Transcribe the data exactly.

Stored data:

━━━━━━

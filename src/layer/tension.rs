//! Surface-tension forcing on the film.
//!
//! The thickness gradient approximates the interface normal and its Laplacian
//! the curvature. The resulting force is added to velocity ahead of
//! advection; thickness itself is never edited here.

use glam::Vec2;

use crate::field::{finite_vec2, Field, FieldView};

const MIN_GRADIENT: f32 = 1e-4;

/// Tension acceleration at one cell, before the timestep and cap are applied.
#[inline]
pub fn tension_force(scalar: FieldView<'_>, x: usize, y: usize, tension: f32) -> Vec2 {
    if !(tension > 0.0) {
        return Vec2::ZERO;
    }
    let (xi, yi) = (x as isize, y as isize);
    let t = |dx: isize, dy: isize| scalar.clamped(xi + dx, yi + dy, scalar.channels() - 1);

    let here = t(0, 0);
    let (l, r, d, u) = (t(-1, 0), t(1, 0), t(0, -1), t(0, 1));
    let gradient = Vec2::new(r - l, u - d) * 0.5;
    let length = gradient.length();
    if !(length > MIN_GRADIENT) {
        return Vec2::ZERO;
    }
    let curvature = l + r + d + u - 4.0 * here;
    finite_vec2(gradient / length * curvature.abs() * tension)
}

/// Add `normalize(∇T) · |∇²T| · tension · dt` to `velocity`.
///
/// `tension` is read from channel 2 of `props`. The per-step velocity change
/// is capped at `max_force * dt`.
pub fn apply_surface_tension(
    velocity: &mut Field,
    scalar: FieldView<'_>,
    props: FieldView<'_>,
    dt: f32,
    max_force: f32,
) {
    if !(dt > 0.0) || !(max_force > 0.0) {
        return;
    }
    velocity.pass(|x, y, src, out| {
        let force = tension_force(scalar, x, y, props.at(x, y, 2)) * dt;
        let v = src.vec2(x, y) + force.clamp_length_max(max_force * dt);
        out[0] = v.x;
        out[1] = v.y;
    });
}

#[cfg(test)]
mod tests {
    use super::*;

    fn disc(size: usize, radius: f32) -> Field {
        Field::from_fn(size, size, 4, move |x, y, out| {
            let c = size as f32 / 2.0;
            let d = Vec2::new(x as f32 - c, y as f32 - c).length();
            out[3] = if d < radius { 1.0 } else { 0.0 };
        })
        .unwrap()
    }

    fn uniform_props(size: usize, tension: f32) -> Field {
        Field::from_fn(size, size, 4, move |_, _, out| out[2] = tension).unwrap()
    }

    #[test]
    fn test_flat_film_has_no_force() {
        let scalar = Field::from_fn(8, 8, 4, |_, _, out| out[3] = 0.6).unwrap();
        let props = uniform_props(8, 5.0);
        let mut velocity = Field::new(8, 8, 2).unwrap();
        apply_surface_tension(&mut velocity, scalar.view(), props.view(), 0.1, 100.0);
        assert!(velocity.data().iter().all(|v| *v == 0.0));
    }

    #[test]
    fn test_edge_force_points_into_film() {
        let scalar = disc(20, 5.0);
        let props = uniform_props(20, 2.0);
        let mut velocity = Field::new(20, 20, 2).unwrap();
        apply_surface_tension(&mut velocity, scalar.view(), props.view(), 0.1, 100.0);
        // Just outside the right edge of the disc the force points left, toward the film.
        let v = velocity.view().vec2(15, 10);
        assert!(v.x < 0.0, "{v:?}");
        // Thickness is untouched.
        assert_eq!(scalar.view().last(10, 10), 1.0);
    }

    #[test]
    fn test_force_is_capped() {
        let scalar = disc(20, 5.0);
        let props = uniform_props(20, 1.0e6);
        let mut velocity = Field::new(20, 20, 2).unwrap();
        apply_surface_tension(&mut velocity, scalar.view(), props.view(), 0.1, 3.0);
        for cell in velocity.data().chunks(2) {
            assert!(Vec2::new(cell[0], cell[1]).length() <= 0.3 + 1e-5);
        }
    }

    #[test]
    fn test_zero_tension_is_noop() {
        let scalar = disc(12, 3.0);
        let props = uniform_props(12, 0.0);
        let mut velocity = Field::new(12, 12, 2).unwrap();
        apply_surface_tension(&mut velocity, scalar.view(), props.view(), 0.1, 10.0);
        assert!(velocity.data().iter().all(|v| *v == 0.0));
    }
}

━━━━━━

§ Result below
filename src/layer/tension.rs
//! Surface-tension forcing on the film.
//!
//! The thickness gradient approximates the interface normal and its Laplacian
//! the curvature. The resulting force is added to velocity ahead of
//! advection; thickness itself is never edited here.

use glam::Vec2;

use crate::field::{finite_vec2, Field, FieldView};

const MIN_GRADIENT: f32 = 1e-4;

/// Tension acceleration at one cell, before the timestep and cap are applied.
#[inline]
pub fn tension_force(scalar: FieldView<'_>, x: usize, y: usize, tension: f32) -> Vec2 {
    if !(tension > 0.0) {
        return Vec2::ZERO;
    }
    let (xi, yi) = (x as isize, y as isize);
    let t = |dx: isize, dy: isize| scalar.clamped(xi + dx, yi + dy, scalar.channels() - 1);

    let here = t(0, 0);
    let (l, r, d, u) = (t(-1, 0), t(1, 0), t(0, -1), t(0, 1));
    let gradient = Vec2::new(r - l, u - d) * 0.5;
    let length = gradient.length();
    if !(length > MIN_GRADIENT) {
        return Vec2::ZERO;
    }
    let curvature = l + r + d + u - 4.0 * here;
    finite_vec2(gradient / length * curvature.abs() * tension)
}

/// Add `normalize(∇T) · |∇²T| · tension · dt` to `velocity`.
///
/// `tension` is read from channel 2 of `props`. The per-step velocity change
/// is capped at `max_force * dt`.
pub fn apply_surface_tension(
    velocity: &mut Field,
    scalar: FieldView<'_>,
    props: FieldView<'_>,
    dt: f32,
    max_force: f32,
) {
    if !(dt > 0.0) || !(max_force > 0.0) {
        return;
    }
    velocity.pass(|x, y, src, out| {
        let force = tension_force(scalar, x, y, props.at(x, y, 2)) * dt;
        let v = src.vec2(x, y) + force.clamp_length_max(max_force * dt);
        out[0] = v.x;
        out[1] = v.y;
    });
}

#[cfg(test)]
mod tests {
    use super::*;

    fn disc(size: usize, radius: f32) -> Field {
        Field::from_fn(size, size, 4, move |x, y, out| {
            let c = size as f32 / 2.0;
            let d = Vec2::new(x as f32 - c, y as f32 - c).length();
            out[3] = if d < radius { 1.0 } else { 0.0 };
        })
        .unwrap()
    }

    fn uniform_props(size: usize, tension: f32) -> Field {
        Field::from_fn(size, size, 4, move |_, _, out| out[2] = tension).unwrap()
    }

    #[test]
    fn test_flat_film_has_no_force() {
        let scalar = Field::from_fn(8, 8, 4, |_, _, out| out[3] = 0.6).unwrap();
        let props = uniform_props(8, 5.0);
        let mut velocity = Field::new(8, 8, 2).unwrap();
        apply_surface_tension(&mut velocity, scalar.view(), props.view(), 0.1, 100.0);
        assert!(velocity.data().iter().all(|v| *v == 0.0));
    }

    #[test]
    fn test_edge_force_points_into_film() {
        let scalar = disc(20, 5.0);
        let props = uniform_props(20, 2.0);
        let mut velocity = Field::new(20, 20, 2).unwrap();
        apply_surface_tension(&mut velocity, scalar.view(), props.view(), 0.1, 100.0);
        // Just outside the right edge of the disc the force points left, toward the film.
        let v = velocity.view().vec2(15, 10);
        assert!(v.x < 0.0, "{v:?}");
        // Thickness is untouched.
        assert_eq!(scalar.view().last(10, 10), 1.0);
    }

    #[test]
    fn test_force_is_capped() {
        let scalar = disc(20, 5.0);
        let props = uniform_props(20, 1.0e6);
        let mut velocity = Field::new(20, 20, 2).unwrap();
        apply_surface_tension(&mut velocity, scalar.view(), props.view(), 0.1, 3.0);
        for cell in velocity.data().chunks(2) {
            assert!(Vec2::new(cell[0], cell[1]).length() <= 0.3 + 1e-5);
        }
    }

    #[test]
    fn test_zero_tension_is_noop() {
        let scalar = disc(12, 3.0);
        let props = uniform_props(12, 0.0);
        let mut velocity = Field::new(12, 12, 2).unwrap();
        apply_surface_tension(&mut velocity, scalar.view(), props.view(), 0.1, 10.0);
        assert!(velocity.data().iter().all(|v| *v == 0.0));
    }
}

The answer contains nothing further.